Your assignment>
Go through the entries below from the first line and output each one exactly, up to and including the line with "use tracing::error;".

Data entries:
····················
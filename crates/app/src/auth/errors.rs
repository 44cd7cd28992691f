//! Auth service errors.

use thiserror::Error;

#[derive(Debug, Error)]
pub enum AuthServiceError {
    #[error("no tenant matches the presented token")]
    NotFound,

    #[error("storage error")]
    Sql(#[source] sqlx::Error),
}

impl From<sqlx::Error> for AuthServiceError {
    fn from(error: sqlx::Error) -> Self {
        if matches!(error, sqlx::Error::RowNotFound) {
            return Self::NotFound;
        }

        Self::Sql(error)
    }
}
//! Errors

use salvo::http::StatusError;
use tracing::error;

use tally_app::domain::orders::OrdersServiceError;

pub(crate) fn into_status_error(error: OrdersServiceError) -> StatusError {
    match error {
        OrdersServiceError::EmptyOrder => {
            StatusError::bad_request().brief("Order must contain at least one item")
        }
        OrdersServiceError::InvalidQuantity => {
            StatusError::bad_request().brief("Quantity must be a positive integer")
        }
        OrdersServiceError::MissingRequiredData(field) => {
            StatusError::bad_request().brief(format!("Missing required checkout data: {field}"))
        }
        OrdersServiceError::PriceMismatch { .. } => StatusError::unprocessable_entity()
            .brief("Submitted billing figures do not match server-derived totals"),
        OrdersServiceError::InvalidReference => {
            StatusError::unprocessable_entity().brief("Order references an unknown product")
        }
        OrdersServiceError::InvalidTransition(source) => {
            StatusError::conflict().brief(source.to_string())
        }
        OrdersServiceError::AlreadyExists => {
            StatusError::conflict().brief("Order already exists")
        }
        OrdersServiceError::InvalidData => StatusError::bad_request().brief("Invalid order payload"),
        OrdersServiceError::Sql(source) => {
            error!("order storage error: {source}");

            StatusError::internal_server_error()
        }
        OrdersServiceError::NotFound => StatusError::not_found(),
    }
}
····················
Exercise solution>
filename crates/app/src/auth/errors.rs
repository 44cd7cd28992691f
//! Auth service errors.

use thiserror::Error;

#[derive(Debug, Error)]
pub enum AuthServiceError {
    #[error("no tenant matches the presented token")]
    NotFound,

    #[error("storage error")]
    Sql(#[source] sqlx::Error),
}

impl From<sqlx::Error> for AuthServiceError {
    fn from(error: sqlx::Error) -> Self {
        if matches!(error, sqlx::Error::RowNotFound) {
            return Self::NotFound;
        }

        Self::Sql(error)
    }
}
//! Errors

use salvo::http::StatusError;
use tracing::error;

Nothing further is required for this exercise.